Le grand débat sur la corrida fait son retour en Espagne, par le biais d’une pétition largement signée et désormais parvenue aux oreilles du gouvernement. Le pays du taureau va-t-il se séparer d’une de ses traditions les plus typiques ?
Photo de couverture : Carmelo Betolaza – 2024 Escuela Taurina de Catalunya
Qu’on le veuille ou non, la tauromachie est une tradition espagnole séculaire. Elle a même été constituée en 2013 comme faisant partie du patrimoine culturel immatériel du pays. Cette loi prive les régions de la gestion complète de leurs arènes et protège la tauromachie au niveau national.
Dans les faits, une grande partie des régions respecte à moitié cette loi et n’organise plus – par idéologie – d’événements liés aux combats de taureaux, comme en Catalogne. Mais en Andalousie ou à Madrid, la tradition persiste, au grand dam des opposants. Début 2024, le collectif anti-tauromachie No es mi cultura a déposé une ILP (initiative législative populaire) auprès de l’assemblée pour annuler ce statut. Cette ILP, qui est un mécanisme de démocratie semi-directe prévu par loi espagnole, avait jusqu’à février 2025 pour réunir plus de 500 000 signatures et être ainsi examiné par les officiels.
Photo : J.J Guillén (EFE)
C’est chose faite puisque la pétition a recueilli 715 000 signatures, soit 40 % de plus que le total exigé. Si l’assemblée suit la pétition, la tauromachie pourrait perdre son statut patrimonial. Le cas échéant, la décision d’organiser ou d’interdire des corridas serait rendue aux municipalités et aux régions autonomes.

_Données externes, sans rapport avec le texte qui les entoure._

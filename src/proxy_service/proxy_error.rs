use std::error::Error as StdError;

use actix_web::http::StatusCode;
use actix_web::{HttpResponse, ResponseError};
use reqwest::header::InvalidHeaderValue;
use thiserror::Error;

use crate::proxy_service::responses::{json_response, ErrorResponse};

#[derive(Debug, Error)]
pub enum ProxyError {
  #[error(
    "API key is required. Provide it via X-Goog-Api-Key header, ?key= query parameter, \
     or set GEMINI_API_KEY environment variable"
  )]
  MissingApiKey,
  #[error("{}", describe(.0))]
  Upstream(reqwest::Error),
  #[error("invalid upstream url: {0}")]
  InvalidTargetUrl(#[from] url::ParseError),
  #[error("API key is not a valid header value: {0}")]
  InvalidApiKey(#[from] InvalidHeaderValue),
  #[error("unable to read request body: {0}")]
  Payload(String),
}

// The target URL carries the API key, keep it out of messages and logs.
impl From<reqwest::Error> for ProxyError {
  fn from(err: reqwest::Error) -> Self {
    ProxyError::Upstream(err.without_url())
  }
}

fn describe(err: &reqwest::Error) -> String {
  let mut description = err.to_string();
  let mut source = err.source();

  while let Some(cause) = source {
    description.push_str(": ");
    description.push_str(&cause.to_string());
    source = cause.source();
  }

  description
}

impl ResponseError for ProxyError {
  fn status_code(&self) -> StatusCode {
    match self {
      ProxyError::MissingApiKey => StatusCode::BAD_REQUEST,
      _ => StatusCode::INTERNAL_SERVER_ERROR,
    }
  }

  fn error_response(&self) -> HttpResponse {
    let body = match self {
      ProxyError::MissingApiKey => ErrorResponse {
        error: self.to_string(),
        message: None,
      },
      _ => ErrorResponse {
        error: String::from("Proxy error"),
        message: Some(self.to_string()),
      },
    };

    json_response(self.status_code(), &body)
  }
}

#[cfg(test)]
mod tests {
  use actix_web::body::to_bytes;

  use super::*;

  #[actix_web::test]
  async fn missing_key_is_a_client_error() {
    let response = ProxyError::MissingApiKey.error_response();
    assert_eq!(response.status(), StatusCode::BAD_REQUEST);
    assert_eq!(response.headers().get("access-control-allow-origin").unwrap(), "*");

    let body = to_bytes(response.into_body()).await.unwrap();
    let json: serde_json::Value = serde_json::from_slice(&body).unwrap();
    let error = json["error"].as_str().unwrap();
    assert!(error.contains("X-Goog-Api-Key"));
    assert!(error.contains("?key="));
    assert!(error.contains("GEMINI_API_KEY"));
    assert!(json.get("message").is_none());
  }

  #[actix_web::test]
  async fn other_failures_are_proxy_errors() {
    let err: ProxyError = url::Url::parse("nowhere").unwrap_err().into();
    let response = err.error_response();
    assert_eq!(response.status(), StatusCode::INTERNAL_SERVER_ERROR);

    let body = to_bytes(response.into_body()).await.unwrap();
    let json: serde_json::Value = serde_json::from_slice(&body).unwrap();
    assert_eq!(json["error"], "Proxy error");
    assert!(json["message"].as_str().unwrap().starts_with("invalid upstream url"));
  }
}
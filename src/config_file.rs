use serde::{Deserialize, Serialize};
use std::fs::File;
use std::io::ErrorKind;

/// Optional YAML settings. Command line flags and environment variables take precedence.
#[derive(Serialize, Deserialize, PartialEq, Debug, Clone, Default)]
#[serde(deny_unknown_fields)]
pub struct ConfigFile {
  pub upstream_url: Option<String>,
  pub api_key: Option<String>,
  pub upstream_timeout_secs: Option<u64>,
  pub http_proxy: Option<String>,
  pub http_proxy_user: Option<String>,
  pub http_proxy_pass: Option<String>,
}

impl ConfigFile {
  pub fn load_from_file(file: &File) -> Result<ConfigFile, std::io::Error> {
    let config: ConfigFile =
      serde_yaml::from_reader(file).map_err(|err| std::io::Error::new(ErrorKind::InvalidData, err))?;

    Ok(config)
  }
}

« La tauromachie est une partie indiscutable de notre culture »
Si les militants anti-corridas se disent ravis et se félicitent d’un engouement populaire, les pro-corridas restent sceptiques. C’est le cas de Veronica Moreno, ex-présidente de l’Union des amateurs de tauromachie et de corrida de Catalogne : « je pense que toute initiative contre la liberté culturelle d’un peuple est anticonstitutionnelle et ne peut que se terminer comme elle s’est toujours terminée, en rien ».
Et alors que les militants anti-corrida revendiquent la tradition comme n’étant pas artistique ou culturelle à proprement parler, de son côté Veronica rappelle que la tauromachie a inspiré les plus grands artistes du pays : « comment la tauromachie va-t-elle être éliminée du patrimoine culturel espagnol ? C’est une aberration, c’est éliminer Picasso, Lorca, Alberti, Goya, Camilo Jose Cela… C’est une partie indiscutable de notre culture, car elle transcende l’art de la tauromachie lui-même pour en atteindre d’autres comme la peinture, le cinéma, la poésie … C’est une réalité, qu’on l’aime ou pas ».
Malgré son ancrage historique, la corrida et ce qui l’entoure ne semble plus séduire les Espagnols. Selon le dernier rapport du gouvernement sur les pratiques sportives et culturelles, 65 % des interrogés se disaient peu ou pas intéressés par la tauromachie, et seulement 1,9 % avait assisté à un spectacle au cours de l’année passée. Partant de ce constat, l’attractivité de la discipline semble fondre comme neige au soleil, et forcément, l’économie qu’elle génère aussi. Tant et si bien qu’à la fin, même si la pétition n’est pas votée, il semble que la corrida s’éteindra d’elle-même, faute de moyens pour la maintenir en vie.